How to complete this task: Transcribe the data exactly.

[Stored data entries]
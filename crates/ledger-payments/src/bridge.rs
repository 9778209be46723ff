// SPDX-License-Identifier: Apache-2.0

//! Subscription bridge mapping server-pushed payment events into the
//! uniform activity model.

use std::collections::{BTreeSet, VecDeque};
use std::thread;
use std::time::Duration;

use log::{debug, warn};
use parking_lot::RwLock;
use payments_core::{
    AddressScheme, BalanceActivity, CancelToken, PaymentError, RetryPolicy,
};

use crate::classify::{build_activity, classify_payment};
use crate::config::LedgerConfig;
use crate::node::LedgerNode;
use crate::scanner::ActivitySink;

/// Best-effort balance monitor over the server's push stream. Events are
/// classified with the same rules as the history scanner; disconnects are
/// absorbed by the retry policy.
pub struct BalanceMonitor<'a, N: LedgerNode> {
    node: &'a N,
    config: &'a LedgerConfig,
    scheme: &'a dyn AddressScheme,
    retry: RetryPolicy,
    tracked: RwLock<BTreeSet<String>>,
    poll_interval: Duration,
}

impl<'a, N: LedgerNode> BalanceMonitor<'a, N> {
    pub fn new(node: &'a N, config: &'a LedgerConfig, scheme: &'a dyn AddressScheme) -> Self {
        Self {
            node,
            config,
            scheme,
            retry: RetryPolicy::default(),
            tracked: RwLock::new(BTreeSet::new()),
            poll_interval: Duration::from_secs(1),
        }
    }

    pub fn with_poll_interval(mut self, interval: Duration) -> Self {
        self.poll_interval = interval;
        self
    }

    pub fn with_retry_policy(mut self, retry: RetryPolicy) -> Self {
        self.retry = retry;
        self
    }

    pub fn poll_interval(&self) -> Duration {
        self.poll_interval
    }

    /// Register push notifications for `addresses`. Every address must
    /// validate; server-side rejection is logged and the subscription
    /// stays best-effort.
    pub fn subscribe(&self, addresses: &[String]) -> Result<(), PaymentError> {
        for address in addresses {
            if !self.scheme.validate_address(address) {
                return Err(PaymentError::InvalidAddress(address.clone()));
            }
        }
        self.tracked.write().extend(addresses.iter().cloned());
        if let Err(err) = self.node.subscribe(addresses) {
            warn!("server rejected subscription: {err}; relying on history scans to catch up");
        }
        Ok(())
    }

    /// Drain at most one pending event, emitting an activity for every
    /// tracked address the payment concerns. Returns the emission count.
    pub fn poll_once(
        &self,
        sink: &mut ActivitySink<'_>,
        cancel: &CancelToken,
    ) -> Result<usize, PaymentError> {
        cancel.checkpoint()?;
        let event = self.retry.run(
            cancel,
            || self.node.connect().map_err(Into::into),
            || self.node.next_event().map_err(Into::into),
        )?;
        let payment = match event {
            Some(payment) => payment,
            None => return Ok(0),
        };
        if !payment.successful {
            debug!("ignoring failed payment event {}", payment.id);
            return Ok(0);
        }
        let tracked: Vec<String> = self.tracked.read().iter().cloned().collect();
        let mut emitted = 0;
        for address in tracked {
            let classified = match classify_payment(&self.config.symbol, &address, &payment) {
                Ok(Some(classified)) => classified,
                Ok(None) => continue,
                Err(PaymentError::ActivityIndeterminate(reason)) => {
                    warn!("skipping unclassifiable activity: {reason}");
                    continue;
                }
                Err(err) => return Err(err),
            };
            let ledger = self.retry.run(
                cancel,
                || self.node.connect().map_err(Into::into),
                || {
                    self.node
                        .get_ledger(payment.ledger_version)
                        .map_err(Into::into)
                },
            )?;
            let activity = build_activity(
                self.config.network,
                &self.config.symbol,
                classified,
                &payment,
                &ledger,
            );
            sink(activity)?;
            emitted += 1;
        }
        Ok(emitted)
    }

    /// Block draining events into `sink` until cancelled. Cancellation is
    /// a normal shutdown, not an error.
    pub fn watch(
        &self,
        sink: &mut ActivitySink<'_>,
        cancel: &CancelToken,
    ) -> Result<(), PaymentError> {
        loop {
            match self.poll_once(sink, cancel) {
                Ok(0) => {
                    if cancel.is_cancelled() {
                        return Ok(());
                    }
                    thread::sleep(self.poll_interval);
                }
                Ok(_) => {}
                Err(PaymentError::Cancelled) => return Ok(()),
                Err(err) => return Err(err),
            }
        }
    }

    /// Lazy, cancellable sequence over the push stream; the caller drains
    /// it at its own pace.
    pub fn stream(&self, cancel: CancelToken) -> ActivityStream<'_, 'a, N> {
        ActivityStream {
            monitor: self,
            cancel,
            pending: VecDeque::new(),
        }
    }
}

/// Iterator face of [`BalanceMonitor`]; ends when its token is cancelled.
pub struct ActivityStream<'m, 'a, N: LedgerNode> {
    monitor: &'m BalanceMonitor<'a, N>,
    cancel: CancelToken,
    pending: VecDeque<BalanceActivity>,
}

impl<N: LedgerNode> Iterator for ActivityStream<'_, '_, N> {
    type Item = Result<BalanceActivity, PaymentError>;

    fn next(&mut self) -> Option<Self::Item> {
        loop {
            if let Some(activity) = self.pending.pop_front() {
                return Some(Ok(activity));
            }
            if self.cancel.is_cancelled() {
                return None;
            }
            let mut buffer: Vec<BalanceActivity> = Vec::new();
            let polled = {
                let mut sink = |activity: BalanceActivity| -> Result<(), PaymentError> {
                    buffer.push(activity);
                    Ok(())
                };
                self.monitor.poll_once(&mut sink, &self.cancel)
            };
            match polled {
                Ok(0) => thread::sleep(self.monitor.poll_interval()),
                Ok(_) => self.pending.extend(buffer),
                Err(PaymentError::Cancelled) => return None,
                Err(err) => return Some(Err(err)),
            }
        }
    }
}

Final answer:
filename crates/ledger-payments/src/bridge.rs
repository 9778209be46723ff
// SPDX-License-Identifier: Apache-2.0

//! Subscription bridge mapping server-pushed payment events into the
//! uniform activity model.

use std::collections::{BTreeSet, VecDeque};
use std::thread;
use std::time::Duration;

use log::{debug, warn};
use parking_lot::RwLock;
use payments_core::{
    AddressScheme, BalanceActivity, CancelToken, PaymentError, RetryPolicy,
};

use crate::classify::{build_activity, classify_payment};
use crate::config::LedgerConfig;
use crate::node::LedgerNode;
use crate::scanner::ActivitySink;

/// Best-effort balance monitor over the server's push stream. Events are
/// classified with the same rules as the history scanner; disconnects are
/// absorbed by the retry policy.
pub struct BalanceMonitor<'a, N: LedgerNode> {
    node: &'a N,
    config: &'a LedgerConfig,
    scheme: &'a dyn AddressScheme,
    retry: RetryPolicy,
    tracked: RwLock<BTreeSet<String>>,
    poll_interval: Duration,
}

impl<'a, N: LedgerNode> BalanceMonitor<'a, N> {
    pub fn new(node: &'a N, config: &'a LedgerConfig, scheme: &'a dyn AddressScheme) -> Self {
        Self {
            node,
            config,
            scheme,
            retry: RetryPolicy::default(),
            tracked: RwLock::new(BTreeSet::new()),
            poll_interval: Duration::from_secs(1),
        }
    }

    pub fn with_poll_interval(mut self, interval: Duration) -> Self {
        self.poll_interval = interval;
        self
    }

    pub fn with_retry_policy(mut self, retry: RetryPolicy) -> Self {
        self.retry = retry;
        self
    }

    pub fn poll_interval(&self) -> Duration {
        self.poll_interval
    }

    /// Register push notifications for `addresses`. Every address must
    /// validate; server-side rejection is logged and the subscription
    /// stays best-effort.
    pub fn subscribe(&self, addresses: &[String]) -> Result<(), PaymentError> {
        for address in addresses {
            if !self.scheme.validate_address(address) {
                return Err(PaymentError::InvalidAddress(address.clone()));
            }
        }
        self.tracked.write().extend(addresses.iter().cloned());
        if let Err(err) = self.node.subscribe(addresses) {
            warn!("server rejected subscription: {err}; relying on history scans to catch up");
        }
        Ok(())
    }

    /// Drain at most one pending event, emitting an activity for every
    /// tracked address the payment concerns. Returns the emission count.
    pub fn poll_once(
        &self,
        sink: &mut ActivitySink<'_>,
        cancel: &CancelToken,
    ) -> Result<usize, PaymentError> {
        cancel.checkpoint()?;
        let event = self.retry.run(
            cancel,
            || self.node.connect().map_err(Into::into),
            || self.node.next_event().map_err(Into::into),
        )?;
        let payment = match event {
            Some(payment) => payment,
            None => return Ok(0),
        };
        if !payment.successful {
            debug!("ignoring failed payment event {}", payment.id);
            return Ok(0);
        }
        let tracked: Vec<String> = self.tracked.read().iter().cloned().collect();
        let mut emitted = 0;
        for address in tracked {
            let classified = match classify_payment(&self.config.symbol, &address, &payment) {
                Ok(Some(classified)) => classified,
                Ok(None) => continue,
                Err(PaymentError::ActivityIndeterminate(reason)) => {
                    warn!("skipping unclassifiable activity: {reason}");
                    continue;
                }
                Err(err) => return Err(err),
            };
            let ledger = self.retry.run(
                cancel,
                || self.node.connect().map_err(Into::into),
                || {
                    self.node
                        .get_ledger(payment.ledger_version)
                        .map_err(Into::into)
                },
            )?;
            let activity = build_activity(
                self.config.network,
                &self.config.symbol,
                classified,
                &payment,
                &ledger,
            );
            sink(activity)?;
            emitted += 1;
        }
        Ok(emitted)
    }

    /// Block draining events into `sink` until cancelled. Cancellation is
    /// a normal shutdown, not an error.
    pub fn watch(
        &self,
        sink: &mut ActivitySink<'_>,
        cancel: &CancelToken,
    ) -> Result<(), PaymentError> {
        loop {
            match self.poll_once(sink, cancel) {
                Ok(0) => {
                    if cancel.is_cancelled() {
                        return Ok(());
                    }
                    thread::sleep(self.poll_interval);
                }
                Ok(_) => {}
                Err(PaymentError::Cancelled) => return Ok(()),
                Err(err) => return Err(err),
            }
        }
    }

    /// Lazy, cancellable sequence over the push stream; the caller drains
    /// it at its own pace.
    pub fn stream(&self, cancel: CancelToken) -> ActivityStream<'_, 'a, N> {
        ActivityStream {
            monitor: self,
            cancel,
            pending: VecDeque::new(),
        }
    }
}

/// Iterator face of [`BalanceMonitor`]; ends when its token is cancelled.
pub struct ActivityStream<'m, 'a, N: LedgerNode> {
    monitor: &'m BalanceMonitor<'a, N>,
    cancel: CancelToken,
    pending: VecDeque<BalanceActivity>,
}

impl<N: LedgerNode> Iterator for ActivityStream<'_, '_, N> {
    type Item = Result<BalanceActivity, PaymentError>;

    fn next(&mut self) -> Option<Self::Item> {
        loop {
            if let Some(activity) = self.pending.pop_front() {
                return Some(Ok(activity));
            }
            if self.cancel.is_cancelled() {
                return None;
            }
            let mut buffer: Vec<BalanceActivity> = Vec::new();
            let polled = {
                let mut sink = |activity: BalanceActivity| -> Result<(), PaymentError> {
                    buffer.push(activity);
                    Ok(())
                };
                self.monitor.poll_once(&mut sink, &self.cancel)
            };
            match polled {
                Ok(0) => thread::sleep(self.monitor.poll_interval()),
                Ok(_) => self.pending.extend(buffer),
                Err(PaymentError::Cancelled) => return None,
                Err(err) => return Some(Err(err)),
            }
        }
    }
}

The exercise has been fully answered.